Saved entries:
──────────

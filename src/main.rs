//! Demo driver: wire the real adapters into the engine and control
//! turns from stdin.
//!
//! Commands: `start`, `stop`, `cancel`, `quit`. Requires
//! `OPENAI_API_KEY` in the environment (a `.env` file works too).

use std::sync::Arc;

use tokio::io::{AsyncBufReadExt, BufReader};

use voiceloop::{
    Credentials, CpalCaptureDevice, CpalPlaybackSink, EngineNotification, EngineSettings,
    RealtimeTransport, VoiceConversationController,
};

#[tokio::main]
async fn main() {
    // Load .env if present; production uses real env vars
    let _ = dotenvy::dotenv();
    env_logger::init();

    let Some(credentials) = Credentials::from_env() else {
        eprintln!("OPENAI_API_KEY is not set");
        std::process::exit(1);
    };

    let settings = EngineSettings::load();
    let device = Arc::new(CpalCaptureDevice::new());
    let transport = Arc::new(RealtimeTransport::new(settings.session_config()));
    let sink = Arc::new(CpalPlaybackSink::new());

    let (controller, mut notifications) =
        VoiceConversationController::spawn(device, transport, sink, settings, credentials);

    tokio::spawn(async move {
        while let Some(notification) = notifications.recv().await {
            match notification {
                EngineNotification::StateChanged(state) => println!("[state] {:?}", state),
                EngineNotification::Transcript { text, is_user } => {
                    let who = if is_user { "you" } else { "ai" };
                    println!("[{}] {}", who, text);
                }
                EngineNotification::Notice { kind, message } => {
                    println!("[notice] {:?}: {}", kind, message);
                }
                EngineNotification::InputLevel(_) => {}
            }
        }
    });

    println!("Commands: start | stop | cancel | quit");
    let mut lines = BufReader::new(tokio::io::stdin()).lines();

    while let Ok(Some(line)) = lines.next_line().await {
        match line.trim() {
            "start" => controller.start_turn().await,
            "stop" => controller.stop_turn().await,
            "cancel" => controller.cancel_turn().await,
            "quit" => break,
            "" => {}
            other => println!("Unknown command: {}", other),
        }
    }

    controller.cleanup().await;
}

──────────

▶ _DESCRIPTION OF THE TASK_
When you answer, set down the entries above precisely as they read.

▶ _SOLUTION TO THE PROBLEM_
filename src/main.rs
//! Demo driver: wire the real adapters into the engine and control
//! turns from stdin.
//!
//! Commands: `start`, `stop`, `cancel`, `quit`. Requires
//! `OPENAI_API_KEY` in the environment (a `.env` file works too).

use std::sync::Arc;

use tokio::io::{AsyncBufReadExt, BufReader};

use voiceloop::{
    Credentials, CpalCaptureDevice, CpalPlaybackSink, EngineNotification, EngineSettings,
    RealtimeTransport, VoiceConversationController,
};

#[tokio::main]
async fn main() {
    // Load .env if present; production uses real env vars
    let _ = dotenvy::dotenv();
    env_logger::init();

    let Some(credentials) = Credentials::from_env() else {
        eprintln!("OPENAI_API_KEY is not set");
        std::process::exit(1);
    };

    let settings = EngineSettings::load();
    let device = Arc::new(CpalCaptureDevice::new());
    let transport = Arc::new(RealtimeTransport::new(settings.session_config()));
    let sink = Arc::new(CpalPlaybackSink::new());

    let (controller, mut notifications) =
        VoiceConversationController::spawn(device, transport, sink, settings, credentials);

    tokio::spawn(async move {
        while let Some(notification) = notifications.recv().await {
            match notification {
                EngineNotification::StateChanged(state) => println!("[state] {:?}", state),
                EngineNotification::Transcript { text, is_user } => {
                    let who = if is_user { "you" } else { "ai" };
                    println!("[{}] {}", who, text);
                }
                EngineNotification::Notice { kind, message } => {
                    println!("[notice] {:?}: {}", kind, message);
                }
                EngineNotification::InputLevel(_) => {}
            }
        }
    });

    println!("Commands: start | stop | cancel | quit");
    let mut lines = BufReader::new(tokio::io::stdin()).lines();

    while let Ok(Some(line)) = lines.next_line().await {
        match line.trim() {
            "start" => controller.start_turn().await,
            "stop" => controller.stop_turn().await,
            "cancel" => controller.cancel_turn().await,
            "quit" => break,
            "" => {}
            other => println!("Unknown command: {}", other),
        }
    }

    controller.cleanup().await;
}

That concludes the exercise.